_Task instructions_
Between the line containing "builds the style" and the line containing "pub mod value;" lies a run of lines; give that run again exactly, with both of those lines, and nothing else from the entries below.

Collected data entries
_ _ _ _
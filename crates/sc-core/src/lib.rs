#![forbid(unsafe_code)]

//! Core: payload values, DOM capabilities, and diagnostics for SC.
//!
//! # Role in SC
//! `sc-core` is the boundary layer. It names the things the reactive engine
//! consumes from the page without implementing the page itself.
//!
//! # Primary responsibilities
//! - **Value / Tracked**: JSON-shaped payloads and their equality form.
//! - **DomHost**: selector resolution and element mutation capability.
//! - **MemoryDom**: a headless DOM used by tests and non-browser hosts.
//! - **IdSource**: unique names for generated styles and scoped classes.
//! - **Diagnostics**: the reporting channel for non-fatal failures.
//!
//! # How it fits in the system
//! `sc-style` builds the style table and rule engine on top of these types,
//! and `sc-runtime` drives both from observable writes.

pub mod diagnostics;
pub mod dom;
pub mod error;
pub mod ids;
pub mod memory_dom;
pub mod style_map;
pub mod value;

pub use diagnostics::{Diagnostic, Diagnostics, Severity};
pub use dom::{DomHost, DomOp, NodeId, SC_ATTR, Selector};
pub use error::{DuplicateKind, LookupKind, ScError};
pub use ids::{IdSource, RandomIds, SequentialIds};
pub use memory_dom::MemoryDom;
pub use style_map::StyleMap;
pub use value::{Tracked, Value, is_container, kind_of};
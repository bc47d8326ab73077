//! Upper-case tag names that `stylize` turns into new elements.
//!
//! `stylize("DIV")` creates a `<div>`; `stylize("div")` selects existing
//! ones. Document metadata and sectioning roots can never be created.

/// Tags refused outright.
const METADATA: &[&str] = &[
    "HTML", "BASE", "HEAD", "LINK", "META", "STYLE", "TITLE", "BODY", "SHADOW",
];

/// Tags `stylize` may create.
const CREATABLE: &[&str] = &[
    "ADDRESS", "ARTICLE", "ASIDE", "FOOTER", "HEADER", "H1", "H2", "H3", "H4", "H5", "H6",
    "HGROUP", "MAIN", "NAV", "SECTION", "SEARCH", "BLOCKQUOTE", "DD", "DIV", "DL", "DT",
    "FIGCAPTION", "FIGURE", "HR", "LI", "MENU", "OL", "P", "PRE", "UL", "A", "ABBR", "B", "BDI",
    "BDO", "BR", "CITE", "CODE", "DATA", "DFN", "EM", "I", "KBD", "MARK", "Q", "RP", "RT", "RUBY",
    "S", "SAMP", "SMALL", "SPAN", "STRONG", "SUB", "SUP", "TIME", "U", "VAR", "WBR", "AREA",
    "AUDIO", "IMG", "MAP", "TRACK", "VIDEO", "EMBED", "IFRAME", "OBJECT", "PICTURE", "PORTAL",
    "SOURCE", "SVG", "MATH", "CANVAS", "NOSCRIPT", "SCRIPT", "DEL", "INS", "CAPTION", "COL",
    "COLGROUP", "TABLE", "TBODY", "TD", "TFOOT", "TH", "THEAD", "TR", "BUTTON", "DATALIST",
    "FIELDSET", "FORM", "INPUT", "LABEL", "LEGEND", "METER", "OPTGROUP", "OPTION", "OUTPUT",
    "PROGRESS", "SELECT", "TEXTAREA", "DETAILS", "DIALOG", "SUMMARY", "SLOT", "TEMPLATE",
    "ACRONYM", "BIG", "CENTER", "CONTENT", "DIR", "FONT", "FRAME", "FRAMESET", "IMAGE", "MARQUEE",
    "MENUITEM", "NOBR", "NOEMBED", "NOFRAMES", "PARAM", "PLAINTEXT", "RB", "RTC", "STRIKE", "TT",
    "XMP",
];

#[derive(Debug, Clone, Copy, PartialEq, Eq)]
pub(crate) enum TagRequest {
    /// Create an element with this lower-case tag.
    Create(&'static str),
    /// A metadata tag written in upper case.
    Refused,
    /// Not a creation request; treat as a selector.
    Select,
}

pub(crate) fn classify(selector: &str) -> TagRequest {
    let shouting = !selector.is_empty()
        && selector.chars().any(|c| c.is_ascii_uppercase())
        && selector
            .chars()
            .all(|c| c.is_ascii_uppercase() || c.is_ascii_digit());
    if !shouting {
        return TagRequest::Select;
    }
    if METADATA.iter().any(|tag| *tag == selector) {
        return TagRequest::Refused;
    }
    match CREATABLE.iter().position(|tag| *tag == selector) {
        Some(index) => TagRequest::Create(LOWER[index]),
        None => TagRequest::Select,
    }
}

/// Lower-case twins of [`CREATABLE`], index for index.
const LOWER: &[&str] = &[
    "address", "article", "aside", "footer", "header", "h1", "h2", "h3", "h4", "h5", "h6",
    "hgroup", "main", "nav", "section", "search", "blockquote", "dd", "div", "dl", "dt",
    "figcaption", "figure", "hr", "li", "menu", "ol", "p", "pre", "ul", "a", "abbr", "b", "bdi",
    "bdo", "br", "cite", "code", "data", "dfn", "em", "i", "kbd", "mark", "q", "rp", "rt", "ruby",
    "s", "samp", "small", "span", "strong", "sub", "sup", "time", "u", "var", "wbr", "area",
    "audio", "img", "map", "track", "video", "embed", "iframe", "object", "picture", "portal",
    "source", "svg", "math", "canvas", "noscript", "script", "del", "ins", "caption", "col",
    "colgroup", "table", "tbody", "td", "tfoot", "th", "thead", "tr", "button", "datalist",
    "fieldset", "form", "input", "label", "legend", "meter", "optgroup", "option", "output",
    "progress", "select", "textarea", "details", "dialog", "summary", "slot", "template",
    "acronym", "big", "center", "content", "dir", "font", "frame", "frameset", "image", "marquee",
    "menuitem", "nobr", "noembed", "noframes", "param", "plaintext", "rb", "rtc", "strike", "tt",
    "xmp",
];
_ _ _ _
_Response to the exercise_
//! `sc-style` builds the style table and rule engine on top of these types,
//! and `sc-runtime` drives both from observable writes.

pub mod diagnostics;
pub mod dom;
pub mod error;
pub mod ids;
pub mod memory_dom;
pub mod style_map;
pub mod value;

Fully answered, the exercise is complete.